Every line in the listing below that holds the word "elapsed" should be returned.
**********
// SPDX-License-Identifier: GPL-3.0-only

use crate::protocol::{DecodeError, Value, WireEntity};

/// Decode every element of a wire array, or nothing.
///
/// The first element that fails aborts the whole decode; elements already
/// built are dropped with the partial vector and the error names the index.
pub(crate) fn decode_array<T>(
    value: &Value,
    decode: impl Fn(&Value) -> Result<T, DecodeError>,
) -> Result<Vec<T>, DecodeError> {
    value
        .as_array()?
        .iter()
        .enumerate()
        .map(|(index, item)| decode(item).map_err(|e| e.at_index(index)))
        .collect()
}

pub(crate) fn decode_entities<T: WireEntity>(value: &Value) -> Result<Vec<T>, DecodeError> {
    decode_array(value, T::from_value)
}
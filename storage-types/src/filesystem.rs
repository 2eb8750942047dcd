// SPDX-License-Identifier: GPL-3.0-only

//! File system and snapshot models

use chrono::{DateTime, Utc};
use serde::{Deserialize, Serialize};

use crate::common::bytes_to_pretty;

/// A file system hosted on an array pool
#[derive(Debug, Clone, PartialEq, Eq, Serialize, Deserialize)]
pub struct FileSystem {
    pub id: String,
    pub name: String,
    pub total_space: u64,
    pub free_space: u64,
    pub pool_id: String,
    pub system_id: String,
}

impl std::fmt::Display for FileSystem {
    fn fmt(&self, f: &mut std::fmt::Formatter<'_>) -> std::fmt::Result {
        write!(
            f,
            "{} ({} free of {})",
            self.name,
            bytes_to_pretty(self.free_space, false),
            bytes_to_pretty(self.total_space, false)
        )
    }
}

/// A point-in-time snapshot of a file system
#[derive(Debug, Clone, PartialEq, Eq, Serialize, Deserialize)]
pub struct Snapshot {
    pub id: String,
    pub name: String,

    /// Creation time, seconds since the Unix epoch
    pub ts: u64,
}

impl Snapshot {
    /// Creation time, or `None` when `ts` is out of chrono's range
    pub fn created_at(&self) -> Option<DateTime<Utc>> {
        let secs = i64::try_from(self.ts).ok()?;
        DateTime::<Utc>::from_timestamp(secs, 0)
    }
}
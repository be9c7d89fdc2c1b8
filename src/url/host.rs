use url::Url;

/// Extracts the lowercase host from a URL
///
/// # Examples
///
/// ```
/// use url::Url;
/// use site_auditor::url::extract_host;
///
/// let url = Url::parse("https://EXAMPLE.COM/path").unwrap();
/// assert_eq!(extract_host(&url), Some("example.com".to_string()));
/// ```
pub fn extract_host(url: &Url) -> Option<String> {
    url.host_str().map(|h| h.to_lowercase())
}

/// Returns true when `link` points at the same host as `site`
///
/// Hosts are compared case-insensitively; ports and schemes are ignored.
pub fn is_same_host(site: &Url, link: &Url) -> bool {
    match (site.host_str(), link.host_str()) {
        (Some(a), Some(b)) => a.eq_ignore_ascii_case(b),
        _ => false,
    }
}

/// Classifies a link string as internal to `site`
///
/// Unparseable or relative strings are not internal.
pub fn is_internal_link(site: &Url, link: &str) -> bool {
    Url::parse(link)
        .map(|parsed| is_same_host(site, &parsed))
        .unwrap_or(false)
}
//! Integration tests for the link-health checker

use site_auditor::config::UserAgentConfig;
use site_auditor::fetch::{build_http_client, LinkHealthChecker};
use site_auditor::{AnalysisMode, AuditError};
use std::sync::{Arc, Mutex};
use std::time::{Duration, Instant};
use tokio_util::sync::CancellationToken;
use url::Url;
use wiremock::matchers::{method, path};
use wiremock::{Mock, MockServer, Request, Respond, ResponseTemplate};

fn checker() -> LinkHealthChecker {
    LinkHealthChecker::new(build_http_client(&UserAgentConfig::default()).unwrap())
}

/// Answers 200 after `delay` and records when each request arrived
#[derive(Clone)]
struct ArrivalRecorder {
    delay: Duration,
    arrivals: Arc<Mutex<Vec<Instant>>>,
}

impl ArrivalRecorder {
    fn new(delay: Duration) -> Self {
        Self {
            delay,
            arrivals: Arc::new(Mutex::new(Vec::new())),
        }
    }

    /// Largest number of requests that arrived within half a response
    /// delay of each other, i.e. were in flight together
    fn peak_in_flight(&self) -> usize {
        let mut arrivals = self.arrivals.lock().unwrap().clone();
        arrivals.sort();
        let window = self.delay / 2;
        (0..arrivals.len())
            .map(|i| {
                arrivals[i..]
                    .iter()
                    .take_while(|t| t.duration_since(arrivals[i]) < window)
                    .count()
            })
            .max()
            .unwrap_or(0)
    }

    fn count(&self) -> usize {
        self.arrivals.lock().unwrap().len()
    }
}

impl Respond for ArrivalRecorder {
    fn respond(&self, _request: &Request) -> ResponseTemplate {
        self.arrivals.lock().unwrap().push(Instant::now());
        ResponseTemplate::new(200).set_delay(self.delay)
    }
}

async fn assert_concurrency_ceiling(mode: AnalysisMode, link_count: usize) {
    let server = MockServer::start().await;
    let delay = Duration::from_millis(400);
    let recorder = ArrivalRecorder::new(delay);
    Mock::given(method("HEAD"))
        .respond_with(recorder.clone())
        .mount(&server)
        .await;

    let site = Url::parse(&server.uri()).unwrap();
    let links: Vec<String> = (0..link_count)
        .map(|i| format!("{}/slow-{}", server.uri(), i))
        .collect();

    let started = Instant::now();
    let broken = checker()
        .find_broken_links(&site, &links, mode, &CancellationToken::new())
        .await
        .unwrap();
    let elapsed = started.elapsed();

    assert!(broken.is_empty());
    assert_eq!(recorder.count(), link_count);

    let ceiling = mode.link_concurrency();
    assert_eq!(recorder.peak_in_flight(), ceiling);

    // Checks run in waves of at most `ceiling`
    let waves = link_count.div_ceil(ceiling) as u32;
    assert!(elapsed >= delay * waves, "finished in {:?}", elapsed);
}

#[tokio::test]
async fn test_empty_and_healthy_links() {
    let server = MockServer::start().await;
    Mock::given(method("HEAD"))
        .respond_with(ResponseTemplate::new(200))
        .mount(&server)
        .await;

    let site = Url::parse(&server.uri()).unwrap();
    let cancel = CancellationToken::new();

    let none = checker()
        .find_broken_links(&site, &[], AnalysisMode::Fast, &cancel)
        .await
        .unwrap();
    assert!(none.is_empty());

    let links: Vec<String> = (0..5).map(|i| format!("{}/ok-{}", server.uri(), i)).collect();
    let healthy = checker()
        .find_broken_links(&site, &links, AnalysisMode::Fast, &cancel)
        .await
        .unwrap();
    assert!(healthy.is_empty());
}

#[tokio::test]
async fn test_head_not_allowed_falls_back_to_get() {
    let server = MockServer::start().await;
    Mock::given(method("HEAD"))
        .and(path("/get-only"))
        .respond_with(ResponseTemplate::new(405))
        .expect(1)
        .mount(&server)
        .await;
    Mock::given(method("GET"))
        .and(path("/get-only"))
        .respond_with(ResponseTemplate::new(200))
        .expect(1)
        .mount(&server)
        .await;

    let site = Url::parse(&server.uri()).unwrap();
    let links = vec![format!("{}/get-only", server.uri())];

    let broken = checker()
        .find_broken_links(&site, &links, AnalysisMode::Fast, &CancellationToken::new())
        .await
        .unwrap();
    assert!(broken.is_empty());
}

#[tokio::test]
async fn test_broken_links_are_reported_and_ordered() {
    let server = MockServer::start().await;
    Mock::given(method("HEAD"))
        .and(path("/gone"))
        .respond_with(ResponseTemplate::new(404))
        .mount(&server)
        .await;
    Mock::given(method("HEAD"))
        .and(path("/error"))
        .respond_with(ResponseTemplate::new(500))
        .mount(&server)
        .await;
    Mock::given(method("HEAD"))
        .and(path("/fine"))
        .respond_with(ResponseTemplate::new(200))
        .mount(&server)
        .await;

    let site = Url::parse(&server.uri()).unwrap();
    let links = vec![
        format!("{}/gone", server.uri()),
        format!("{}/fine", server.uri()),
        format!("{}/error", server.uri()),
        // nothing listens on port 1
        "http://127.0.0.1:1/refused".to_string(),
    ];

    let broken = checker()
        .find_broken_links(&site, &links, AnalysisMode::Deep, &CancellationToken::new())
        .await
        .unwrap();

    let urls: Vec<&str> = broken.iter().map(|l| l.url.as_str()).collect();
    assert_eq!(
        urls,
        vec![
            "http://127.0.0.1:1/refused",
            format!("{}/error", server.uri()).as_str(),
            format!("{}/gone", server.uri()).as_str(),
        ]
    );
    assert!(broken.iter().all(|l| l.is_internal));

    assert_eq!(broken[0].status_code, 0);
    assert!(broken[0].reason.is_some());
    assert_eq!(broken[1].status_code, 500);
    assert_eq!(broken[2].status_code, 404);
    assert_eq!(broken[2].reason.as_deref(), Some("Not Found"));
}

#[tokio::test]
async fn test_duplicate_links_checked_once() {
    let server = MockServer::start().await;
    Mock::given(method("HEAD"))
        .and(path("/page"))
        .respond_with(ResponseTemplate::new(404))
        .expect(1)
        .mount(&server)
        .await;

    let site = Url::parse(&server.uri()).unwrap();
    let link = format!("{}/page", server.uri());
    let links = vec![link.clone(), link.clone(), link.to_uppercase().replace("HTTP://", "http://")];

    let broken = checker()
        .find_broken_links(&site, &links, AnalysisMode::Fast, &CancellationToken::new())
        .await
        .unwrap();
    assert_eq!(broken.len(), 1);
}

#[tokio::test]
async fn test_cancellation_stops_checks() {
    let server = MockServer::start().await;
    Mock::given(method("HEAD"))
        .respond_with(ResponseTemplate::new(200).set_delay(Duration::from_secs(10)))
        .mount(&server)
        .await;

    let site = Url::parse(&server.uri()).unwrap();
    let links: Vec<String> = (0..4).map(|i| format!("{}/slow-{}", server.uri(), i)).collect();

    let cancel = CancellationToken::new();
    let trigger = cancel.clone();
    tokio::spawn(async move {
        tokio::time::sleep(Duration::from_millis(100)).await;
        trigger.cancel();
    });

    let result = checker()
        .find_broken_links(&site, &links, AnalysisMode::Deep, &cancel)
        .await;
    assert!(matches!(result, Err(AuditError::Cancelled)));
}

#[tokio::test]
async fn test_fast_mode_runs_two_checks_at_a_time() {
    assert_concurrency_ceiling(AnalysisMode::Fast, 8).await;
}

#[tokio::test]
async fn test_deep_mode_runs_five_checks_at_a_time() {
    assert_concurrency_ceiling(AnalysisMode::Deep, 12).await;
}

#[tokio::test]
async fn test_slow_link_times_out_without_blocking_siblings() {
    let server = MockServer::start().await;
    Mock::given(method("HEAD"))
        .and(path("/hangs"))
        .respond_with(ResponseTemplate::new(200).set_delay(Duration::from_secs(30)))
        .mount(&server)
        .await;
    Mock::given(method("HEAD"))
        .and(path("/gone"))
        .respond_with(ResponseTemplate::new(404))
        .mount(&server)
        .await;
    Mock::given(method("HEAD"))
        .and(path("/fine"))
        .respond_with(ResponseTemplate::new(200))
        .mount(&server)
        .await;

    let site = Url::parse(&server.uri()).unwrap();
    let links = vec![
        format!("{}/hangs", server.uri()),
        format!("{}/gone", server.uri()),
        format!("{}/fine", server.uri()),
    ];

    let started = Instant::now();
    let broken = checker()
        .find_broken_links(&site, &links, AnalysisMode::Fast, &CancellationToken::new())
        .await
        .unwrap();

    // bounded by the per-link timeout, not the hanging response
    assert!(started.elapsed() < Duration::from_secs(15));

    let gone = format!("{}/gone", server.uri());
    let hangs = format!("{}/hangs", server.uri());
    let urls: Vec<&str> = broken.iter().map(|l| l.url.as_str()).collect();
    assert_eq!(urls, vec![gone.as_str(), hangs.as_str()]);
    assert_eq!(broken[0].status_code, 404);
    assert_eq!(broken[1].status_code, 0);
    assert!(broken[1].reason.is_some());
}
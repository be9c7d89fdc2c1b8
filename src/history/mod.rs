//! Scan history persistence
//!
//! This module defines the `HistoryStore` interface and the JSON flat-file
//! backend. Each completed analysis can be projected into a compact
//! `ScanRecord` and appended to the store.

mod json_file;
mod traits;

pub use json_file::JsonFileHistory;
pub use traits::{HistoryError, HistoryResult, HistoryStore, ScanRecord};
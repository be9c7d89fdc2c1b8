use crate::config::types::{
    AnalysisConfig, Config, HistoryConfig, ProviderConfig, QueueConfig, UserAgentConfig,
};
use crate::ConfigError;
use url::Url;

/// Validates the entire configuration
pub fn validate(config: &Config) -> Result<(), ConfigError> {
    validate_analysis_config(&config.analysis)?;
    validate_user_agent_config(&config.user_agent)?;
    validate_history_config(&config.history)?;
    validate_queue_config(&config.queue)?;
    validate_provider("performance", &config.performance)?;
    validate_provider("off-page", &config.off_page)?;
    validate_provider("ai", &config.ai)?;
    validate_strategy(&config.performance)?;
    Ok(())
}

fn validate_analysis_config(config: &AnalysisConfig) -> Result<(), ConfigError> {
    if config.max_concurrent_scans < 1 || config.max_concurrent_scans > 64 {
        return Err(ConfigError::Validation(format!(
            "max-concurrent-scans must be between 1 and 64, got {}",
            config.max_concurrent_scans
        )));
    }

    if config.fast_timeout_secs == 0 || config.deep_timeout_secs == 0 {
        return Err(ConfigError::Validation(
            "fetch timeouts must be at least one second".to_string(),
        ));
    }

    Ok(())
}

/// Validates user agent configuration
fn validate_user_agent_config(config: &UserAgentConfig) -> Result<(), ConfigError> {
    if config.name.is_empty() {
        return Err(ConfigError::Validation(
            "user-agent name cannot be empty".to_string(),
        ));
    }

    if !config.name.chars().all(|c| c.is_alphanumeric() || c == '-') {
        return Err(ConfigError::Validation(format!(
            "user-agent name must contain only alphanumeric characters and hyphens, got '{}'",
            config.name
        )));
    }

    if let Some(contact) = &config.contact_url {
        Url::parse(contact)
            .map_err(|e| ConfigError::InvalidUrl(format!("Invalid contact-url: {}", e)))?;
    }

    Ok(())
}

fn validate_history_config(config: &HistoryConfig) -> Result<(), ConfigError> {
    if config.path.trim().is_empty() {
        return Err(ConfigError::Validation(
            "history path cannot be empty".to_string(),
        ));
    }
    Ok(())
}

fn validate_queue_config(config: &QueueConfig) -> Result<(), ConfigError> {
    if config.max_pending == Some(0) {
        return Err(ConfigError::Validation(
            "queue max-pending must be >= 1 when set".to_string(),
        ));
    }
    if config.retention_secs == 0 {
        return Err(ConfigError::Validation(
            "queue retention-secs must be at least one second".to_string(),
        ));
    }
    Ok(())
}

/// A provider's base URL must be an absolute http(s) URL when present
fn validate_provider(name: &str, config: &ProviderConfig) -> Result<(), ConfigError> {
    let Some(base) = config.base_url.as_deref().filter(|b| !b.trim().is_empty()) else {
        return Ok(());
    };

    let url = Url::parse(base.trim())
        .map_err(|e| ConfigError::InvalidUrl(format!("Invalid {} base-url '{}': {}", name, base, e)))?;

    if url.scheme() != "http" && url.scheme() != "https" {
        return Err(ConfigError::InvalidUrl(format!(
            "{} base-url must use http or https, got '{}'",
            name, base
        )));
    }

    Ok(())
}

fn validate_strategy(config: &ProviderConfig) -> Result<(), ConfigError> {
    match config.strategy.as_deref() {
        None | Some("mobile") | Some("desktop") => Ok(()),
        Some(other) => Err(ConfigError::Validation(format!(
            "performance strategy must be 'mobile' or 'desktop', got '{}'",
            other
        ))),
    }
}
**********
RESULT
    let elapsed = started.elapsed();
    assert!(elapsed >= delay * waves, "finished in {:?}", elapsed);
    assert!(started.elapsed() < Duration::from_secs(15));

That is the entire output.